# TORNADO AIr Insert



## AnthMC (Jan 4, 2003)

I was wondering if anyone has put one of the TORNADO Air Insert into their car. I was talking to a mechanic and they said that they really do help horse power as well as gas millage..... WE all know we need every little bit out of the Sentra so I was wondering if anyone has any imput. THANK YOU!! :givebeer:


----------



## sethwas (Apr 30, 2002)

placebo effect.

Seth


----------



## AnthMC (Jan 4, 2003)

Thanks for the imput hahahahaha thats all you can say about that one huh??? hahaha This guy put one into an XB and it worked so I dunno what to think..... and once again:
:givebeer:


----------



## STRATTON (Sep 10, 2003)

save your money and your time. there are plenty of proven mods to increase hp, go with one of them.


----------



## meangreen200sx (Dec 28, 2004)

I had one on my car and it helped. not a WHOLE LOT but it was noticeble. Saves a little gas. like I said nothing major, but i did see a small difference.


----------



## Dustin (Dec 14, 2003)

meangreen200sx said:


> I had one on my car and it helped. not a WHOLE LOT but it was noticeble. Saves a little gas. like I said nothing major, but i did see a small difference.


would that be a negative affect? i havent heard anything good about those, honestly, they are a waste of money, and they dont help at all, any air that they could circulate would already lose the gains by the time it reaches the throttle body.


----------



## lshadoff (Nov 26, 2002)

It's really easy to search. Click on the Search link and then choose Advanced. Set it to'Titles Only' and enter Tornado. Search all open forums.

Here are 4 of the 16 hits:
http://www.nissanforums.com/showthread.php?t=66130&highlight=tornado
http://www.nissanforums.com/showthread.php?t=60343&highlight=tornado
http://www.nissanforums.com/showthread.php?t=54088&highlight=tornado
http://www.nissanforums.com/showthread.php?t=1216&highlight=tornado

All the way back to 1992

Lew


----------



## meangreen200sx (Dec 28, 2004)

KaRdoN said:


> would that be a negative affect? i havent heard anything good about those, honestly, they are a waste of money, and they dont help at all, any air that they could circulate would already lose the gains by the time it reaches the throttle body.

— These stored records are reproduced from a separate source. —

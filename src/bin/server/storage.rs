//! Server-side table storage.
//!
//! Each collection is one JSON array on disk:
//! ```text
//! <DATA_DIR>/
//!   crm_clientes.json
//!   crm_caixa.json
//! ```
//!
//! Writes are serialized through a single lock so concurrent requests never
//! interleave a read-modify-write on the same table.

use renova_sync_core::store::validate_collection;
use renova_sync_core::{JsonFileStore, LocalStore, RealtimeMessage, Record, RecordId, SyncError};
use std::path::PathBuf;
use tokio::sync::Mutex;

/// Errors that can occur during table storage operations.
#[derive(Debug)]
pub enum TableStorageError {
    /// Collection name rejected (e.g. contains path separators).
    InvalidCollection(String),
    /// Reading or writing the table file failed.
    Io(String),
}

impl std::fmt::Display for TableStorageError {
    fn fmt(&self, f: &mut std::fmt::Formatter<'_>) -> std::fmt::Result {
        match self {
            TableStorageError::InvalidCollection(c) => write!(f, "Invalid collection: {}", c),
            TableStorageError::Io(e) => write!(f, "Storage error: {}", e),
        }
    }
}

impl std::error::Error for TableStorageError {}

impl From<SyncError> for TableStorageError {
    fn from(e: SyncError) -> Self {
        TableStorageError::Io(e.to_string())
    }
}

/// Authoritative record tables.
#[derive(Debug)]
pub struct TableStorage {
    files: JsonFileStore,
    write_lock: Mutex<()>,
}

impl TableStorage {
    pub fn new(data_dir: impl Into<PathBuf>) -> Self {
        Self {
            files: JsonFileStore::new(data_dir),
            write_lock: Mutex::new(()),
        }
    }

    fn check(collection: &str) -> Result<(), TableStorageError> {
        validate_collection(collection)
            .map_err(|_| TableStorageError::InvalidCollection(collection.to_string()))
    }

    pub async fn list(&self, collection: &str) -> Result<Vec<Record>, TableStorageError> {
        Self::check(collection)?;
        let _guard = self.write_lock.lock().await;
        Ok(self.files.load(collection)?)
    }

    /// Inserts or replaces records by id.
    ///
    /// Returns one realtime message per record, `insert` for new ids and
    /// `update` for replaced ones.
    pub async fn upsert_many(
        &self,
        collection: &str,
        records: Vec<Record>,
    ) -> Result<Vec<RealtimeMessage>, TableStorageError> {
        Self::check(collection)?;
        let _guard = self.write_lock.lock().await;

        let mut table = self.files.load(collection)?;
        let mut messages = Vec::with_capacity(records.len());
        for record in records {
            match table.iter_mut().find(|r| r.id() == record.id()) {
                Some(existing) => {
                    *existing = record.clone();
                    messages.push(RealtimeMessage::Update { record });
                }
                None => {
                    table.push(record.clone());
                    messages.push(RealtimeMessage::Insert { record });
                }
            }
        }
        self.files.save(collection, &table)?;

        tracing::debug!("Upserted {} record(s) into {}", messages.len(), collection);
        Ok(messages)
    }

    /// Deletes a record. Deleting a missing id is not an error and yields
    /// no message.
    pub async fn delete(
        &self,
        collection: &str,
        id: &RecordId,
    ) -> Result<Option<RealtimeMessage>, TableStorageError> {
        Self::check(collection)?;
        let _guard = self.write_lock.lock().await;

        let mut table = self.files.load(collection)?;
        let before = table.len();
        table.retain(|r| r.id() != id);
        if table.len() == before {
            return Ok(None);
        }
        self.files.save(collection, &table)?;

        Ok(Some(RealtimeMessage::Delete { id: id.clone() }))
    }
}
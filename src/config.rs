use renova_sync_core::{ConflictStrategy, SyncOptions, DEFAULT_CONFLICT_WINDOW};
use serde::{Deserialize, Serialize};
use std::path::PathBuf;

/// Collections synchronized when the config file does not list any.
pub const DEFAULT_COLLECTIONS: [&str; 4] = [
    "crm_clientes",
    "crm_produtos_pdv",
    "crm_vendas_pdv",
    "crm_caixa",
];

/// Source of a configuration value
#[derive(Debug, Clone, PartialEq, Serialize)]
#[serde(rename_all = "lowercase")]
pub enum ConfigSource {
    Default,
    File,
    Environment,
}

impl std::fmt::Display for ConfigSource {
    fn fmt(&self, f: &mut std::fmt::Formatter<'_>) -> std::fmt::Result {
        match self {
            ConfigSource::Default => write!(f, "default"),
            ConfigSource::File => write!(f, "file"),
            ConfigSource::Environment => write!(f, "environment"),
        }
    }
}

/// A configuration value with its source
#[derive(Debug, Clone, Serialize)]
pub struct ConfigValue<T> {
    pub value: T,
    pub source: ConfigSource,
}

impl<T> ConfigValue<T> {
    pub fn new(value: T, source: ConfigSource) -> Self {
        Self { value, source }
    }
}

fn default_realtime() -> bool {
    true
}

/// Remote store configuration
#[derive(Debug, Clone, Serialize, Deserialize)]
pub struct RemoteConfig {
    /// Server URL (e.g., "http://localhost:8080" or "https://sync.example.com")
    pub server_url: Option<String>,
    /// API key for authentication
    pub api_key: Option<String>,
    /// Subscribe to realtime changes while online (default: true)
    #[serde(default = "default_realtime")]
    pub realtime: bool,
}

impl Default for RemoteConfig {
    fn default() -> Self {
        Self {
            server_url: None,
            api_key: None,
            realtime: default_realtime(),
        }
    }
}

impl RemoteConfig {
    /// Returns true if the remote is configured (has both server_url and api_key)
    pub fn is_configured(&self) -> bool {
        self.server_url.is_some() && self.api_key.is_some()
    }
}

/// Application configuration with source tracking
#[derive(Debug, Clone, Serialize)]
pub struct Config {
    /// Directory holding collection files and the sync queue
    pub data_dir: ConfigValue<PathBuf>,
    /// Conflict resolution strategy
    pub conflict_strategy: ConfigValue<ConflictStrategy>,
    /// Collections pulled and subscribed on sync
    pub collections: ConfigValue<Vec<String>>,
    /// Config file path used (if any)
    #[serde(skip_serializing_if = "Option::is_none")]
    pub config_file: Option<PathBuf>,
    /// Remote store configuration
    pub remote: RemoteConfig,
}

/// Internal struct for deserializing config file
#[derive(Debug, Deserialize, Default)]
#[serde(default)]
struct ConfigFile {
    data_dir: Option<PathBuf>,
    conflict_strategy: Option<ConflictStrategy>,
    collections: Option<Vec<String>>,
    remote: Option<RemoteConfig>,
}

impl Config {
    /// Load configuration with priority: env vars > config file > defaults
    pub fn load(config_path: Option<PathBuf>) -> Result<Self, ConfigError> {
        // Start with defaults
        let mut data_dir = ConfigValue::new(Self::default_data_dir(), ConfigSource::Default);
        let mut conflict_strategy =
            ConfigValue::new(ConflictStrategy::default(), ConfigSource::Default);
        let mut collections = ConfigValue::new(
            DEFAULT_COLLECTIONS.iter().map(|c| c.to_string()).collect(),
            ConfigSource::Default,
        );
        let mut config_file = None;
        let mut remote = RemoteConfig::default();

        // Try to load from config file
        let path = config_path.unwrap_or_else(Self::default_config_path);
        if path.exists() {
            let contents = std::fs::read_to_string(&path)
                .map_err(|e| ConfigError::ReadError(path.clone(), e))?;
            let file_config: ConfigFile = serde_yaml::from_str(&contents)
                .map_err(|e| ConfigError::ParseError(path.clone(), e))?;

            config_file = Some(path.clone());

            if let Some(dir) = file_config.data_dir {
                // Resolve relative paths against config file's directory
                let resolved = if dir.is_relative() {
                    path.parent().map(|p| p.join(&dir)).unwrap_or(dir)
                } else {
                    dir
                };
                data_dir = ConfigValue::new(resolved, ConfigSource::File);
            }
            if let Some(strategy) = file_config.conflict_strategy {
                conflict_strategy = ConfigValue::new(strategy, ConfigSource::File);
            }
            if let Some(names) = file_config.collections {
                collections = ConfigValue::new(names, ConfigSource::File);
            }
            if let Some(remote_config) = file_config.remote {
                remote = remote_config;
            }
        }

        // Apply environment variable overrides
        if let Ok(dir) = std::env::var("RENOVA_DATA_DIR") {
            data_dir = ConfigValue::new(PathBuf::from(dir), ConfigSource::Environment);
        }
        if let Ok(strategy) = std::env::var("RENOVA_CONFLICT_STRATEGY") {
            let parsed = strategy
                .parse()
                .map_err(|e| ConfigError::InvalidValue("RENOVA_CONFLICT_STRATEGY", format!("{}", e)))?;
            conflict_strategy = ConfigValue::new(parsed, ConfigSource::Environment);
        }
        // Remote env var overrides
        if let Ok(url) = std::env::var("RENOVA_SERVER_URL") {
            remote.server_url = Some(url);
        }
        if let Ok(key) = std::env::var("RENOVA_API_KEY") {
            remote.api_key = Some(key);
        }

        for name in &collections.value {
            renova_sync_core::store::validate_collection(name)
                .map_err(|e| ConfigError::InvalidValue("collections", e.to_string()))?;
        }

        Ok(Self {
            data_dir,
            conflict_strategy,
            collections,
            config_file,
            remote,
        })
    }

    /// Engine options derived from this configuration.
    pub fn sync_options(&self) -> SyncOptions {
        SyncOptions {
            strategy: self.conflict_strategy.value,
            conflict_window: DEFAULT_CONFLICT_WINDOW,
            collections: self.collections.value.clone(),
            realtime: self.remote.realtime,
        }
    }

    pub fn queue_path(&self) -> PathBuf {
        self.data_dir.value.join("queue.db")
    }

    /// Default config directory (platform-specific):
    /// - Linux: ~/.config/renova/
    /// - macOS: ~/Library/Application Support/renova/
    /// - Windows: %APPDATA%/renova/
    pub fn default_config_dir() -> PathBuf {
        dirs::config_dir()
            .unwrap_or_else(|| PathBuf::from("."))
            .join("renova")
    }

    /// Default data directory (platform-specific):
    /// - Linux: ~/.local/share/renova/
    /// - macOS: ~/Library/Application Support/renova/
    /// - Windows: %APPDATA%/renova/
    pub fn default_data_dir() -> PathBuf {
        dirs::data_dir()
            .unwrap_or_else(|| PathBuf::from("."))
            .join("renova")
    }

    /// Default config file path (platform-specific config dir + config.yaml)
    pub fn default_config_path() -> PathBuf {
        Self::default_config_dir().join("config.yaml")
    }
}

#[derive(Debug)]
pub enum ConfigError {
    ReadError(PathBuf, std::io::Error),
    ParseError(PathBuf, serde_yaml::Error),
    InvalidValue(&'static str, String),
}

impl std::fmt::Display for ConfigError {
    fn fmt(&self, f: &mut std::fmt::Formatter<'_>) -> std::fmt::Result {
        match self {
            ConfigError::ReadError(path, e) => {
                write!(f, "Failed to read config file '{}': {}", path.display(), e)
            }
            ConfigError::ParseError(path, e) => {
                write!(f, "Failed to parse config file '{}': {}", path.display(), e)
            }
            ConfigError::InvalidValue(key, e) => {
                write!(f, "Invalid value for {}: {}", key, e)
            }
        }
    }
}

impl std::error::Error for ConfigError {}

#[cfg(test)]
mod tests {
    use super::*;
    use std::io::Write;
    use tempfile::tempdir;

    #[test]
    fn test_default_config() {
        let temp_dir = tempdir().unwrap();
        let config_path = temp_dir.path().join("nonexistent.yaml");

        let config = Config::load(Some(config_path)).unwrap();
        assert!(config.data_dir.value.to_string_lossy().contains("renova"));
        assert_eq!(config.data_dir.source, ConfigSource::Default);
        assert_eq!(config.conflict_strategy.value, ConflictStrategy::LastWriteWins);
        assert_eq!(config.collections.value.len(), 4);
        assert!(!config.remote.is_configured());
        assert!(config.remote.realtime);
        assert!(config.config_file.is_none());
    }

    #[test]
    fn test_load_from_file() {
        let temp_dir = tempdir().unwrap();
        let config_path = temp_dir.path().join("config.yaml");

        let mut file = std::fs::File::create(&config_path).unwrap();
        writeln!(file, "data_dir: /custom/renova").unwrap();
        writeln!(file, "conflict_strategy: merge").unwrap();
        writeln!(file, "collections: [clientes, produtos]").unwrap();
        writeln!(file, "remote:").unwrap();
        writeln!(file, "  server_url: http://localhost:8080").unwrap();
        writeln!(file, "  api_key: secret").unwrap();
        writeln!(file, "  realtime: false").unwrap();

        let config = Config::load(Some(config_path.clone())).unwrap();
        assert_eq!(config.data_dir.value, PathBuf::from("/custom/renova"));
        assert_eq!(config.data_dir.source, ConfigSource::File);
        assert_eq!(config.conflict_strategy.value, ConflictStrategy::Merge);
        assert_eq!(config.conflict_strategy.source, ConfigSource::File);
        assert_eq!(config.collections.value, vec!["clientes", "produtos"]);
        assert!(config.remote.is_configured());
        assert!(!config.remote.realtime);
        assert_eq!(config.config_file, Some(config_path));

        let options = config.sync_options();
        assert_eq!(options.strategy, ConflictStrategy::Merge);
        assert!(!options.realtime);
        assert_eq!(config.queue_path(), PathBuf::from("/custom/renova/queue.db"));
    }

    #[test]
    fn test_relative_data_dir_resolves_against_config_file() {
        let temp_dir = tempdir().unwrap();
        let config_path = temp_dir.path().join("config.yaml");
        std::fs::write(&config_path, "data_dir: data\n").unwrap();

        let config = Config::load(Some(config_path)).unwrap();
        assert_eq!(config.data_dir.value, temp_dir.path().join("data"));
    }

    #[test]
    #[ignore] // Run with --ignored; env vars can pollute parallel tests
    fn test_env_var_overrides_file() {
        let temp_dir = tempdir().unwrap();
        let config_path = temp_dir.path().join("config.yaml");

        let mut file = std::fs::File::create(&config_path).unwrap();
        writeln!(file, "conflict_strategy: merge").unwrap();

        // Set env var
        std::env::set_var("RENOVA_CONFLICT_STRATEGY", "remote-wins");

        let config = Config::load(Some(config_path)).unwrap();
        assert_eq!(config.conflict_strategy.value, ConflictStrategy::RemoteWins);
        assert_eq!(config.conflict_strategy.source, ConfigSource::Environment);

        // Clean up
        std::env::remove_var("RENOVA_CONFLICT_STRATEGY");
    }

    #[test]
    fn test_invalid_yaml_error() {
        let temp_dir = tempdir().unwrap();
        let config_path = temp_dir.path().join("config.yaml");

        let mut file = std::fs::File::create(&config_path).unwrap();
        writeln!(file, "invalid: yaml: content: [").unwrap();

        let result = Config::load(Some(config_path));
        assert!(result.is_err());
        let err = result.unwrap_err();
        assert!(err.to_string().contains("Failed to parse config file"));
    }

    #[test]
    fn test_unknown_strategy_in_file() {
        let temp_dir = tempdir().unwrap();
        let config_path = temp_dir.path().join("config.yaml");
        std::fs::write(&config_path, "conflict_strategy: newest\n").unwrap();

        assert!(Config::load(Some(config_path)).is_err());
    }

    #[test]
    fn test_invalid_collection_name() {
        let temp_dir = tempdir().unwrap();
        let config_path = temp_dir.path().join("config.yaml");
        std::fs::write(&config_path, "collections: [\"../etc\"]\n").unwrap();

        let err = Config::load(Some(config_path)).unwrap_err();
        assert!(err.to_string().contains("collections"));
    }
}
//! Sync error types.
//!
//! Every failure inside the sync core is reported as a [`SyncError`]. The
//! engine catches these at component boundaries; callers only see them from
//! the explicit push/pull/enqueue APIs, never from a local read or write.

use thiserror::Error;

/// Errors that can occur inside the sync core.
#[derive(Error, Debug, Clone, PartialEq, Eq)]
pub enum SyncError {
    /// The durable queue store could not be opened or written.
    #[error("Storage unavailable: {0}")]
    StorageUnavailable(String),

    /// Network error while talking to the remote store.
    #[error("Transport failure: {0}")]
    TransportFailure(String),

    /// A realtime payload could not be parsed.
    #[error("Malformed realtime message: {0}")]
    MalformedMessage(String),

    /// The remote store refused the request (validation, auth, ...).
    #[error("Remote rejected request: {0}")]
    RemoteRejected(String),

    /// Reading or writing a local collection failed.
    #[error("Local store error for '{collection}': {message}")]
    LocalStore { collection: String, message: String },

    /// A record or collection name failed validation.
    #[error("Invalid record: {0}")]
    InvalidRecord(String),
}

impl SyncError {
    pub(crate) fn local_store(collection: &str, message: impl ToString) -> Self {
        SyncError::LocalStore {
            collection: collection.to_string(),
            message: message.to_string(),
        }
    }

    /// Returns true for failures that a later retry may fix on its own.
    pub fn is_transient(&self) -> bool {
        matches!(self, SyncError::TransportFailure(_))
    }
}

impl From<sqlx::Error> for SyncError {
    fn from(e: sqlx::Error) -> Self {
        SyncError::StorageUnavailable(e.to_string())
    }
}

impl From<sqlx::migrate::MigrateError> for SyncError {
    fn from(e: sqlx::migrate::MigrateError) -> Self {
        SyncError::StorageUnavailable(e.to_string())
    }
}

impl From<reqwest::Error> for SyncError {
    fn from(e: reqwest::Error) -> Self {
        match e.status() {
            Some(status) if status.is_client_error() => SyncError::RemoteRejected(e.to_string()),
            _ => SyncError::TransportFailure(e.to_string()),
        }
    }
}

well dont give your opinion until you have 1st hand knowledge. I had it and i did notice a difference. And it wasnt because i was expecting a difference either because i got it for christmas and i had heard about them before that people didnt think they worked. THEY DO


----------



## Dustin (Dec 14, 2003)

meangreen200sx said:


> well dont give your opinion until you have 1st hand knowledge. I had it and i did notice a difference. And it wasnt because i was expecting a difference either because i got it for christmas and i had heard about them before that people didnt think they worked. THEY DO


for some reason i refuse to believe that a little metal insert helps anything, now if it would actually circulate air, i might not say anything about it, but it doesnt work at all, its like what seth said, the placebo effect.


----------



## chimmike (Oct 17, 2002)

AnthMC said:


> Thanks for the imput hahahahaha thats all you can say about that one huh??? hahaha This guy put one into an XB and it worked so I dunno what to think..... and once again:
> :givebeer:


]

I'm tellin ya for a fact he lied, it didn't work. Matter of fact he probably lost horsepower from it


----------



## chimmike (Oct 17, 2002)

meangreen200sx said:


> well dont give your opinion until you have 1st hand knowledge. I had it and i did notice a difference. And it wasnt because i was expecting a difference either because i got it for christmas and i had heard about them before that people didnt think they worked. THEY DO



where's your before/after dyno slip? hmm?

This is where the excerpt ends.